The strings are, from low to high, fattest to thinnest, E A D G B E. Some people
say "Eat apples daily, grow big ears." There are many variations of the mnemonic;
google if you want the good and bad ones.
Make sure you know the chromatic scale. You need to be able to find your way around.
You don't necessarily need to know this *fast* yet, but you should know it
*correctly*. The basic rule is that for the note names A through G, each
one is followed by a sharp except for B to C, and E to F.
Map the chromatic scales onto the strings.
Put the two together. Starting with the open low E string, for example, play
and name each note, going up one fret at a time. "E" for the open string.
Play the first fret and say "F". Play the second fret and say "F sharp."
And so on, to the 12th fret. Then do the A string, and the D string, and
so on.
Now, map out the goal:
Starting with the chromatic scale, and the pattern, pick out the notes that make up
the A major scale. Write them down.
Play the notes of the A major scale on the A string of your guitar.
For each note on the A major, make a chord by taking the appropriate three notes.
Write them down with the proper chord name.
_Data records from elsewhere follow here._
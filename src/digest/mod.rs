//! Content digests and the keyed combine/verify scheme.
//!
//! Unkeyed BLAKE3 digests fingerprint the captured image and the capture
//! metadata. The two fingerprints are then bound together under a secret
//! key with a domain-separated, length-prefixed keyed hash. Every function
//! here is pure: the same inputs always give the same output.
//!
//! Sizes from 1 to 64 bytes are read from the BLAKE3 output stream. The
//! size is not an input to the hash, so a shorter digest is a prefix of a
//! longer one over the same input (and, for [`combine_keyed`], the same
//! key). BLAKE2b mixes the output length into its parameter block and has
//! no such relation. A digest therefore does not commit to its own length:
//! callers that accept more than one size must carry the size alongside it.

mod combine;
mod hash;

pub use combine::{combine_keyed, verify_combined, DOMAIN_LABEL};
pub use hash::{
    hash_bytes, hash_file, hash_stream, Digest, DigestError, DEFAULT_DIGEST_SIZE,
    MAX_DIGEST_SIZE, MIN_DIGEST_SIZE, STREAM_CHUNK_SIZE,
};
//! Frame source selection for a capture run.

use super::{CaptureOrchestrator, CaptureProof, ProofError, ProofSettings};
use crate::capture::{CaptureConfig, MockCamera, ScopedCamera};

/// Where the frame for a run comes from.
#[derive(Debug, Clone, Copy, PartialEq, Eq)]
pub enum CameraSource {
    /// The local capture device named by `CaptureConfig::device_id`.
    Device,
    /// Synthetic frames. Only used when the operator asks for them.
    Mock,
}

/// Runs one capture-and-combine against `source`.
///
/// Without the `camera` feature there is no device backend, so
/// [`CameraSource::Device`] fails with a device error instead of falling
/// back to synthetic frames.
pub fn capture_proof(
    source: CameraSource,
    capture: CaptureConfig,
    settings: ProofSettings,
) -> Result<CaptureProof, ProofError> {
    match source {
        CameraSource::Mock => {
            tracing::warn!("Using synthetic mock frames; the digest proves no real capture");
            let camera = ScopedCamera::new(MockCamera::new(), capture);
            CaptureOrchestrator::new(camera, settings).run_capture_and_combine()
        }
        CameraSource::Device => capture_from_device(capture, settings),
    }
}

#[cfg(feature = "camera")]
fn capture_from_device(
    capture: CaptureConfig,
    settings: ProofSettings,
) -> Result<CaptureProof, ProofError> {
    let camera = ScopedCamera::new(crate::capture::DeviceCamera::new(), capture);
    CaptureOrchestrator::new(camera, settings).run_capture_and_combine()
}

#[cfg(not(feature = "camera"))]
fn capture_from_device(
    _capture: CaptureConfig,
    _settings: ProofSettings,
) -> Result<CaptureProof, ProofError> {
    Err(crate::capture::CameraError::DeviceNotFound(
        "built without the `camera` feature".to_string(),
    )
    .into())
}
//! Scoped ownership of a camera device.

use super::{Camera, CameraError, CaptureConfig, Frame};

/// Owns a [`Camera`] for the duration of one capture.
///
/// The device is opened lazily on the first [`frame`](Self::frame) call and
/// closed by [`release`](Self::release) or, failing that, on drop. Every exit
/// path therefore gives the device back, including error returns and unwinds.
pub struct ScopedCamera<C: Camera> {
    camera: C,
    config: CaptureConfig,
}

impl<C: Camera> ScopedCamera<C> {
    /// Takes ownership of `camera`; nothing is opened yet.
    pub fn new(camera: C, config: CaptureConfig) -> Self {
        Self { camera, config }
    }

    /// Opens the device if needed and reads one frame.
    pub fn frame(&mut self) -> Result<Frame, CameraError> {
        if !self.camera.is_open() {
            self.camera.open(&self.config)?;
        }
        let frame = self.camera.capture()?;
        tracing::debug!(?frame, "Frame acquired");
        Ok(frame)
    }

    /// Closes the device. Safe to call repeatedly.
    pub fn release(&mut self) {
        if self.camera.is_open() {
            self.camera.close();
        }
    }

    /// Whether the underlying device is currently open.
    pub fn is_open(&self) -> bool {
        self.camera.is_open()
    }
}

impl<C: Camera> Drop for ScopedCamera<C> {
    fn drop(&mut self) {
        self.release();
    }
}
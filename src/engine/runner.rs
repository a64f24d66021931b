use super::appender::{Appender, IngestContext};
use super::endpoint::{EndpointPipeline, EngineTasks};
use super::stats::{EngineStats, IngestStats};
use crate::clock::{Clock, SystemClock};
use crate::config::{validate_config, Config, ConfigError};
use crate::delivery::{HttpTransport, JsonEncoder, Transport, TransportError, WireEncoder, WorkerDeps};
use crate::queue::QueueError;
use crate::series::TtlFilter;
use std::collections::HashMap;
use std::path::PathBuf;
use std::sync::atomic::Ordering;
use std::sync::Arc;
use std::time::Duration;
use thiserror::Error;
use tokio::sync::watch;
use tracing::{info, warn};

/// Extra time on top of `shutdown_grace` for workers to release their batch
/// and exit.
const DRAIN_MARGIN: Duration = Duration::from_secs(1);

#[derive(Debug, Error)]
pub enum EngineError {
    #[error(transparent)]
    Config(#[from] ConfigError),

    #[error("endpoint '{endpoint}' shard {shard}: {source}")]
    Queue {
        endpoint: String,
        shard: usize,
        #[source]
        source: QueueError,
    },

    #[error("endpoint '{endpoint}': {source}")]
    Transport {
        endpoint: String,
        #[source]
        source: TransportError,
    },

    #[error("failed to create {path:?}: {source}")]
    Io {
        path: PathBuf,
        #[source]
        source: std::io::Error,
    },
}

#[derive(Debug, Clone, PartialEq, Eq)]
pub struct DegradedShard {
    pub endpoint: String,
    pub shard: usize,
}

#[derive(Debug, Clone, PartialEq, Eq)]
pub enum Health {
    Healthy,
    /// Shards whose queue hit a durability error. They reject new samples
    /// until the engine is rebuilt.
    Degraded { shards: Vec<DegradedShard> },
}

impl Health {
    pub fn is_healthy(&self) -> bool {
        matches!(self, Health::Healthy)
    }
}

/// Configures and starts an [`Engine`].
pub struct EngineBuilder {
    config: Config,
    clock: Option<Arc<dyn Clock>>,
    encoder: Option<Arc<dyn WireEncoder>>,
    transports: HashMap<String, Arc<dyn Transport>>,
}

impl EngineBuilder {
    pub fn new(config: Config) -> Self {
        Self {
            config,
            clock: None,
            encoder: None,
            transports: HashMap::new(),
        }
    }

    pub fn clock(mut self, clock: Arc<dyn Clock>) -> Self {
        self.clock = Some(clock);
        self
    }

    pub fn encoder(mut self, encoder: Arc<dyn WireEncoder>) -> Self {
        self.encoder = Some(encoder);
        self
    }

    /// Replaces the HTTP transport of one endpoint.
    pub fn transport(mut self, endpoint: impl Into<String>, transport: Arc<dyn Transport>) -> Self {
        self.transports.insert(endpoint.into(), transport);
        self
    }

    /// Validates the config, recovers every queue, and spawns all tasks.
    pub async fn build(self) -> Result<Engine, EngineError> {
        let config = self.config;
        validate_config(&config)?;

        let clock = self.clock.unwrap_or_else(|| Arc::new(SystemClock));
        let encoder = self.encoder.unwrap_or_else(|| Arc::new(JsonEncoder));
        let ttl = TtlFilter::new(config.ttl);

        let (shutdown_tx, shutdown_rx) = watch::channel(false);
        let mut tasks = EngineTasks::default();
        let mut endpoints = Vec::with_capacity(config.endpoints.len());

        for endpoint in &config.endpoints {
            let transport: Arc<dyn Transport> = match self.transports.get(&endpoint.name) {
                Some(transport) => transport.clone(),
                None => match HttpTransport::new(endpoint) {
                    Ok(transport) => Arc::new(transport),
                    Err(source) => {
                        tasks.abort_all();
                        return Err(EngineError::Transport {
                            endpoint: endpoint.name.clone(),
                            source,
                        });
                    }
                },
            };

            let deps = WorkerDeps {
                transport,
                encoder: encoder.clone(),
                clock: clock.clone(),
                ttl,
                shutdown_grace: config.shutdown_grace,
            };

            let started =
                EndpointPipeline::start(endpoint, &config, clock.clone(), deps, &shutdown_rx, &mut tasks)
                    .await;
            match started {
                Ok(pipeline) => endpoints.push(pipeline),
                Err(e) => {
                    tasks.abort_all();
                    return Err(e);
                }
            }
        }

        info!(
            data_dir = %config.data_dir.display(),
            endpoints = endpoints.len(),
            ttl = ?config.ttl,
            "Engine started"
        );

        Ok(Engine {
            ingest: Arc::new(IngestContext {
                endpoints,
                ttl,
                clock,
                closed: Default::default(),
                stats: IngestStats::default(),
            }),
            shutdown_tx,
            tasks,
            shutdown_grace: config.shutdown_grace,
        })
    }
}

/// A running set of endpoint pipelines.
pub struct Engine {
    ingest: Arc<IngestContext>,
    shutdown_tx: watch::Sender<bool>,
    tasks: EngineTasks,
    shutdown_grace: Duration,
}

impl Engine {
    /// Starts an engine with the system clock, JSON encoding, and HTTP
    /// transports.
    pub async fn start(config: Config) -> Result<Self, EngineError> {
        EngineBuilder::new(config).build().await
    }

    pub fn appender(&self) -> Appender {
        Appender::new(self.ingest.clone())
    }

    pub fn stats(&self) -> EngineStats {
        collect_stats(&self.ingest)
    }

    pub fn health(&self) -> Health {
        let shards: Vec<DegradedShard> = self
            .ingest
            .endpoints
            .iter()
            .flat_map(|endpoint| {
                endpoint
                    .degraded_shards()
                    .into_iter()
                    .map(|shard| DegradedShard {
                        endpoint: endpoint.name().to_string(),
                        shard,
                    })
            })
            .collect();

        if shards.is_empty() {
            Health::Healthy
        } else {
            Health::Degraded { shards }
        }
    }

    /// Stops ingestion, persists partial batches, and stops delivery.
    ///
    /// In-flight sends get `shutdown_grace`; whatever is not acknowledged
    /// by then stays on disk for the next start.
    pub async fn shutdown(self) -> EngineStats {
        info!("Shutting down engine");
        self.ingest.closed.store(true, Ordering::Release);

        for endpoint in &self.ingest.endpoints {
            endpoint.close().await;
        }

        let EngineTasks {
            timers,
            persisters,
            workers,
        } = self.tasks;

        for persister in persisters {
            if let Err(e) = persister.await {
                warn!(error = %e, "Persist task ended abnormally");
            }
        }

        let _ = self.shutdown_tx.send(true);

        let abort_handles: Vec<_> = workers.iter().map(|w| w.abort_handle()).collect();
        let drain = futures::future::join_all(workers);
        if tokio::time::timeout(self.shutdown_grace + DRAIN_MARGIN, drain)
            .await
            .is_err()
        {
            warn!("Delivery workers did not stop in time, aborting");
            abort_handles.iter().for_each(|h| h.abort());
        }
        timers.iter().for_each(|t| t.abort());

        let stats = collect_stats(&self.ingest);

        info!(
            accepted = stats.ingest.accepted,
            dropped_stale = stats.ingest.dropped_stale,
            pending = stats
                .endpoints
                .iter()
                .map(|e| e.total(|s| s.queue_depth))
                .sum::<u64>(),
            "Engine stopped"
        );
        stats
    }
}

fn collect_stats(ingest: &IngestContext) -> EngineStats {
    EngineStats {
        ingest: ingest.stats.snapshot(),
        endpoints: ingest.endpoints.iter().map(|e| e.stats()).collect(),
    }
}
And make sure everything is working as expected:
Play each chord. As you play the chord, look at each string, and figure out
what note you're playing on that string. That note *should* be part of the
chord; it should be one of the three that you wrote down.
If it's not, there are two likely explanations:
Maybe that string should not be played as part of the chord form. Check a book or
other reference.
Or... maybe you're not really playing the actual chord, but some variation of it.
In other words, some people modify the chord forms to make them easier to play, or
to make them sound a little more interesting. They're not really playing the chord
that we've named -- they're playing a variation of that chord that should be given a
different name. For example, if you found a "B" note in an A major chord form, it's
really not an A major, it's an "A2," because the B is the second note of the scale,
and we name the chord to indicate this variation.
It is good to know the pure, basic chord forms, and the go from there. In other
words, it would be good to know the chord forms with only the three specific notes
that should make up that basic chord. The inversion doesn't matter -- the ordering,
the octaves the notes are in, the repeated notes -- as long as it's "those three."